В одну из темных февральских ночей, когда я крепко спал, потихоньку подняли меня вместе с койкой и вынесли наружу. Койку поставили на снег метрах в тридцати от дома. Проснулся я от сильного холода. Открываю глаза и вижу снег. Понял, что это проделка ребят, но никого из них не видно. Окликнул – тишина. Поднимаюсь с постели, набросив на плечи одеяло, и иду к дому. Барабаню в дверь – никто не реагирует. Слышу чей-то шепелявый голос: «Спой арию цыганского барона – тогда откроем». Петь я не умел и не пел никогда, поэтому пригрозил им: «Если не откроете, начну палить из пистолета». Только после этого меня впустили. В свое оправдание они сказали, что сделали это, чтобы отучить меня спать голым.

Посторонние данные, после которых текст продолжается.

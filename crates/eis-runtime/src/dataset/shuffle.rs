//! Row order strategies
//!
//! Assembled rows are permuted to break any ordering the store or the label
//! window introduced.

use crate::dataset::table::JoinedRow;
use rand::rngs::StdRng;
use rand::seq::SliceRandom;
use rand::SeedableRng;

/// Reorders joined rows before cleaning
pub trait RowOrder: Send + Sync {
    fn arrange(&self, rows: &mut [JoinedRow]);

    fn name(&self) -> &str;
}

/// Keep label order
#[derive(Debug, Clone, Copy, Default)]
pub struct Identity;

impl RowOrder for Identity {
    fn arrange(&self, _rows: &mut [JoinedRow]) {}

    fn name(&self) -> &str {
        "identity"
    }
}

/// Uniform random permutation.
///
/// With a seed every call produces the same permutation for the same input;
/// without one the generator is seeded from OS entropy.
#[derive(Debug, Clone, Copy, Default)]
pub struct SeededShuffle {
    seed: Option<u64>,
}

impl SeededShuffle {
    pub fn new(seed: Option<u64>) -> Self {
        Self { seed }
    }

    pub fn seeded(seed: u64) -> Self {
        Self { seed: Some(seed) }
    }

    pub fn seed(&self) -> Option<u64> {
        self.seed
    }
}

impl RowOrder for SeededShuffle {
    fn arrange(&self, rows: &mut [JoinedRow]) {
        let mut rng = match self.seed {
            Some(seed) => StdRng::seed_from_u64(seed),
            None => StdRng::from_entropy(),
        };
        rows.shuffle(&mut rng);
    }

    fn name(&self) -> &str {
        "seeded_shuffle"
    }
}

#[cfg(test)]
mod tests {
    use super::*;

    fn rows(n: usize) -> Vec<JoinedRow> {
        (0..n)
            .map(|i| JoinedRow {
                entity: format!("E{}", i).into(),
                outcome: 0.0,
                occurred_on: None,
                values: vec![Some(i as f64)],
            })
            .collect()
    }

    fn ids(rows: &[JoinedRow]) -> Vec<String> {
        rows.iter().map(|r| r.entity.to_string()).collect()
    }

    #[test]
    fn test_identity_keeps_order() {
        let mut r = rows(5);
        Identity.arrange(&mut r);
        assert_eq!(ids(&r), ids(&rows(5)));
    }

    #[test]
    fn test_seeded_shuffle_is_reproducible_permutation() {
        let mut a = rows(50);
        let mut b = rows(50);
        SeededShuffle::seeded(7).arrange(&mut a);
        SeededShuffle::seeded(7).arrange(&mut b);
        assert_eq!(ids(&a), ids(&b));
        assert_ne!(ids(&a), ids(&rows(50)));

        let mut sorted = ids(&a);
        sorted.sort();
        let mut expected = ids(&rows(50));
        expected.sort();
        assert_eq!(sorted, expected);
    }
}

Как-то в Зайцеве мне приснился сон: на Красной площади парад войск в ознаменование победы над Германией. Я стою в колонне летчиков. Они в парадной довоенной синей форме без погон. Народ ликует, на лицах улыбки, крики «Ура!», «Победа!». От сильного возбуждения я проснулся. Утром рассказал о нем товарищам. Они восприняли его как плохое предзнаменование и сказали: «Тебе до конца войны не дожить, как и большинству из нас. Обычно сны не сбываются». Все это слышал техник звена Тухтаров. Подойдя ко мне поближе, он тихо вполне серьезно сказал: «Поверь мне – на параде ты будешь. Я это чувствую. Вот когда вернешься с него, я тебе об этом напомню». Его слова подбодрили меня. Появилась особая уверенность и какое-то необъяснимое чувство, что я обязательно доживу до Победы.